Between takes the extra on the other side of the glass beams another thousand-watt smile at me, trying to figure out just what the hell I’m doing out there. The high set wall and glass preclude any verbal conversation – we’d both have to shout to be heard, which would be totally inappropriate – so it's my turn to do the mime-thing, pointing at the pans of water, then the Par Can above, and finally to the resulting watery reflections meant to simulate the effect of streetlights bouncing off the waters of Fisherman's Wharf.  Her face lights up as she finally connects the dots.

“Wow,” she mouths. “That’s really cool.”

I smile and shrug my shoulders. Creating illusions is what we do, however silly and convoluted the process might look.

After five or six long takes, the scene is done. As all those extras change back into street clothes and get ready to go home, the cameras and crew are already on another set preparing to shoot the next scene. This being a blocking-and-preshoot day, there’s much to be done before we  can think about going home.

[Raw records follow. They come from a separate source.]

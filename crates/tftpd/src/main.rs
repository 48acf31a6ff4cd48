//! TFTP Server - Main executable
//!
//! Serves and accepts files over TFTP from a single root directory.

use std::path::PathBuf;
use std::time::Duration;

use anyhow::{Context, Result, bail};
use argh::FromArgs;
use tftp::{DirStore, TftpServer, TftpServerConfig, TransferConfig};

const DEFAULT_BIND: &str = "0.0.0.0:6969"; // use 6969 for non-root testing; redirect or run as root for :69
const DEFAULT_ROOT: &str = "./tftp_root";

#[derive(FromArgs, Debug)]
#[argh(
    description = "TFTP server - RFC 1350 read and write transfers from a root directory",
    example = "Serve ./boot on the standard port:\n  {command_name} --bind 0.0.0.0:69 --root ./boot",
    example = "Tolerate slow clients:\n  {command_name} --root /srv/tftp --timeout 10 --retries 5"
)]
struct CliConfig {
    #[argh(
        option,
        short = 'b',
        description = "server bind address",
        default = "DEFAULT_BIND.to_string()"
    )]
    bind: String,

    #[argh(
        option,
        short = 'r',
        description = "root directory for served and uploaded files",
        default = "PathBuf::from(DEFAULT_ROOT)"
    )]
    root: PathBuf,

    #[argh(
        option,
        short = 't',
        description = "seconds of silence before the last packet is resent",
        default = "3"
    )]
    timeout: u64,

    #[argh(
        option,
        description = "resends before a silent transfer is abandoned",
        default = "8"
    )]
    retries: usize,
}

impl CliConfig {
    fn into_server_config(self) -> Result<(TftpServerConfig, PathBuf)> {
        if self.timeout == 0 {
            bail!("--timeout must be at least one second");
        }

        let root = self
            .root
            .canonicalize()
            .with_context(|| format!("Invalid root directory: {}", self.root.display()))?;
        if !root.is_dir() {
            bail!("Root {} is not a directory", root.display());
        }

        let transfer_config = TransferConfig {
            timeout: Duration::from_secs(self.timeout),
            max_retries: self.retries,
            ..Default::default()
        };

        let config = TftpServerConfig {
            bind_address: self.bind,
            transfer_config,
        };

        Ok((config, root))
    }
}

#[tokio::main]
async fn main() -> Result<()> {
    tracing_subscriber::fmt::init();

    let cli_config: CliConfig = argh::from_env();
    let (config, root) = cli_config.into_server_config()?;

    tracing::info!("Starting TFTP server on {} with root: {}", config.bind_address, root.display());

    let mut server = TftpServer::new(config, DirStore::new(root));

    tokio::select! {
        res = server.run() => res,
        _ = tokio::signal::ctrl_c() => {
            tracing::info!("Received interrupt, shutting down");
            Ok(())
        }
    }
}

#[cfg(test)]
mod tests {
    use tempfile::tempdir;

    use super::*;

    fn cli(root: PathBuf, timeout: u64) -> CliConfig {
        CliConfig {
            bind: "127.0.0.1:0".to_string(),
            root,
            timeout,
            retries: 4,
        }
    }

    #[test]
    fn test_cli_into_server_config() {
        let temp_dir = tempdir().unwrap();
        let (config, root) = cli(temp_dir.path().to_path_buf(), 5).into_server_config().unwrap();

        assert_eq!(config.bind_address, "127.0.0.1:0");
        assert_eq!(config.transfer_config.timeout, Duration::from_secs(5));
        assert_eq!(config.transfer_config.max_retries, 4);
        assert_eq!(root, temp_dir.path().canonicalize().unwrap());
    }

    #[test]
    fn test_cli_rejects_bad_values() {
        let temp_dir = tempdir().unwrap();
        assert!(cli(temp_dir.path().to_path_buf(), 0).into_server_config().is_err());
        assert!(cli(temp_dir.path().join("missing"), 3).into_server_config().is_err());

        let file = temp_dir.path().join("file.txt");
        std::fs::write(&file, b"x").unwrap();
        assert!(cli(file, 3).into_server_config().is_err());
    }

    #[test]
    fn test_cli_parses_flags() {
        let parsed = CliConfig::from_args(&["tftpd"], &["--bind", "127.0.0.1:69", "-r", "/srv", "--retries", "2"]).unwrap();
        assert_eq!(parsed.bind, "127.0.0.1:69");
        assert_eq!(parsed.root, PathBuf::from("/srv"));
        assert_eq!(parsed.timeout, 3);
        assert_eq!(parsed.retries, 2);
    }
}
/// Find the next null byte in a buffer starting from a given position
pub fn find_zero(buf: &[u8], start: usize) -> Option<usize> {
    buf.get(start..)?.iter().position(|&b| b == 0).map(|pos| start + pos)
}

struct Reader<'a> {
    buf: &'a [u8],
}

impl<'a> Reader<'a> {
    fn u16(&mut self) -> Result<u16, WireError> {
        let buf: &'a [u8] = self.buf;
        let (head, rest) = buf.split_first_chunk::<2>().ok_or(WireError::Truncated)?;
        self.buf = rest;
        Ok(u16::from_be_bytes(*head))
    }

    fn string(&mut self, field: &'static str) -> Result<String, WireError> {
        let buf: &'a [u8] = self.buf;
        let end = find_zero(buf, 0).ok_or(WireError::Truncated)?;
        let s = std::str::from_utf8(&buf[..end]).map_err(|_| WireError::InvalidUtf8 { field })?;
        self.buf = &buf[end + 1..];
        Ok(s.to_string())
    }
}

fn put_string(v: &mut Vec<u8>, field: &'static str, s: &str) -> Result<(), WireError> {
    if s.as_bytes().contains(&0) {
        return Err(WireError::EmbeddedNul { field });
    }
    v.extend_from_slice(s.as_bytes());
    v.push(0);
    Ok(())
}

/// Convert file data from binary to netascii format
pub fn convert_to_netascii(data: &[u8]) -> Vec<u8> {
    let mut result = Vec::with_capacity(data.len());
    let mut i = 0;

    while i < data.len() {
        match data[i] {
            b'\r' => {
                if data.get(i + 1) == Some(&b'\n') {
                    // CR-LF stays as CR-LF
                    result.extend_from_slice(b"\r\n");
                    i += 2;
                } else {
                    // Standalone CR becomes CR-NUL
                    result.extend_from_slice(b"\r\0");
                    i += 1;
                }
            }
            b'\n' => {
                result.extend_from_slice(b"\r\n");
                i += 1;
            }
            b => {
                result.push(b);
                i += 1;
            }
        }
    }

    result
}

/// Convert file data from netascii to binary format
pub fn convert_from_netascii(data: &[u8]) -> Vec<u8> {
    let mut result = Vec::with_capacity(data.len());
    let mut i = 0;

    while i < data.len() {
        match (data[i], data.get(i + 1)) {
            (b'\r', Some(b'\n')) => {
                result.push(b'\n');
                i += 2;
            }
            (b'\r', Some(b'\0')) => {
                result.push(b'\r');
                i += 2;
            }
            (b, _) => {
                result.push(b);
                i += 1;
            }
        }
    }

    result
}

Such is the life of a day-player – this show one week, another show the next. Until (and unless) my regular crew lands a show of our own later this summer, I’ll be a tumbleweed rolling wherever the winds of Hollywood blow... and glad to have the work.


* You still see dollies on broadcast network multi-camera shows, but almost never on a cable show.  Once an integral part of every sit-com camera crew, dollies -- along with dolly grips and focus-pullers -- are now gone with the digital wind on cable, each three-man crew and dolly replaced by one camera operator and his-or-her camera pedestal.